DATA EXTRACT Start Marker

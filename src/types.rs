//! Core data structures for `vifact`.

use chrono::{DateTime, Utc};
use serde::{Deserialize, Serialize};
use std::fmt;
use std::str::FromStr;
use uuid::Uuid;

use crate::aggregator::AggregationStrategy;
use crate::error::{EntailmentError, FactCheckError};
use crate::retrieval::domain_for_url;

/// Minimum claim length (in characters, after trimming) accepted by default.
pub const DEFAULT_MIN_CLAIM_LENGTH: usize = 10;

/// A unique identifier for a single claim check, used to correlate log events.
#[derive(Debug, Clone, PartialEq, Eq, Hash, Serialize, Deserialize)]
pub struct ClaimId(pub String);

impl ClaimId {
    /// Create a new random claim ID.
    #[must_use]
    pub fn new() -> Self {
        Self(Uuid::new_v4().to_string())
    }

    /// Get the inner string representation.
    #[must_use]
    pub fn as_str(&self) -> &str {
        &self.0
    }
}

impl Default for ClaimId {
    fn default() -> Self {
        Self::new()
    }
}

impl fmt::Display for ClaimId {
    fn fmt(&self, f: &mut fmt::Formatter<'_>) -> fmt::Result {
        write!(f, "{}", self.0)
    }
}

/// A validated claim in the source language.
#[derive(Debug, Clone, PartialEq, Eq, Serialize, Deserialize)]
pub struct Claim {
    id: ClaimId,
    text: String,
}

impl Claim {
    /// Create a claim, rejecting text shorter than `min_len` characters.
    ///
    /// Leading and trailing whitespace is removed before the length check.
    ///
    /// # Errors
    ///
    /// Returns [`FactCheckError::InvalidClaim`] if the trimmed text is too short.
    pub fn new(text: impl AsRef<str>, min_len: usize) -> Result<Self, FactCheckError> {
        let trimmed = text.as_ref().trim();
        let len = trimmed.chars().count();
        if len < min_len {
            return Err(FactCheckError::InvalidClaim(format!(
                "claim too short ({len} characters, minimum {min_len})"
            )));
        }
        Ok(Self {
            id: ClaimId::new(),
            text: trimmed.to_string(),
        })
    }

    /// The claim identifier.
    #[must_use]
    pub fn id(&self) -> &ClaimId {
        &self.id
    }

    /// The claim text.
    #[must_use]
    pub fn text(&self) -> &str {
        &self.text
    }
}

impl fmt::Display for Claim {
    fn fmt(&self, f: &mut fmt::Formatter<'_>) -> fmt::Result {
        f.write_str(&self.text)
    }
}

/// A raw search result as returned by an evidence source.
#[derive(Debug, Clone, Default, PartialEq, Eq, Serialize, Deserialize)]
pub struct SearchHit {
    /// Page title.
    #[serde(default)]
    pub title: String,
    /// Page URL.
    #[serde(default)]
    pub url: String,
    /// Snippet text.
    #[serde(default)]
    pub snippet: String,
}

impl SearchHit {
    /// Create a new search hit.
    #[must_use]
    pub fn new(
        title: impl Into<String>,
        url: impl Into<String>,
        snippet: impl Into<String>,
    ) -> Self {
        Self {
            title: title.into(),
            url: url.into(),
            snippet: snippet.into(),
        }
    }
}

/// How far a source domain is trusted.
#[derive(Debug, Clone, Copy, Default, PartialEq, Eq, Hash, Serialize, Deserialize)]
#[serde(rename_all = "snake_case")]
pub enum SourceTrust {
    /// Listed as a trusted source.
    Trusted,
    /// Listed as an untrusted source.
    Untrusted,
    /// Not listed.
    #[default]
    Unknown,
}

/// A piece of evidence prepared for verification.
///
/// `text` always holds the original (untranslated) text.
#[derive(Debug, Clone, PartialEq, Serialize, Deserialize)]
pub struct EvidenceItem {
    /// Evidence text in the source language.
    pub text: String,
    /// Source URL.
    pub url: String,
    /// Source title.
    pub title: String,
    /// Host derived from `url`, without a leading `www.`.
    pub source_domain: Option<String>,
    /// Trust classification of `source_domain`.
    pub trust: SourceTrust,
}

DATA EXTRACT End Marker

#### WHAT IS EXPECTED:
The expected answer is a copy of every line in the entries that holds the word "Debug".

#### REPLY TO THE TASK:
#[derive(Debug, Clone, PartialEq, Eq, Hash, Serialize, Deserialize)]
#[derive(Debug, Clone, PartialEq, Eq, Serialize, Deserialize)]
#[derive(Debug, Clone, Default, PartialEq, Eq, Serialize, Deserialize)]
#[derive(Debug, Clone, Copy, Default, PartialEq, Eq, Hash, Serialize, Deserialize)]
#[derive(Debug, Clone, PartialEq, Serialize, Deserialize)]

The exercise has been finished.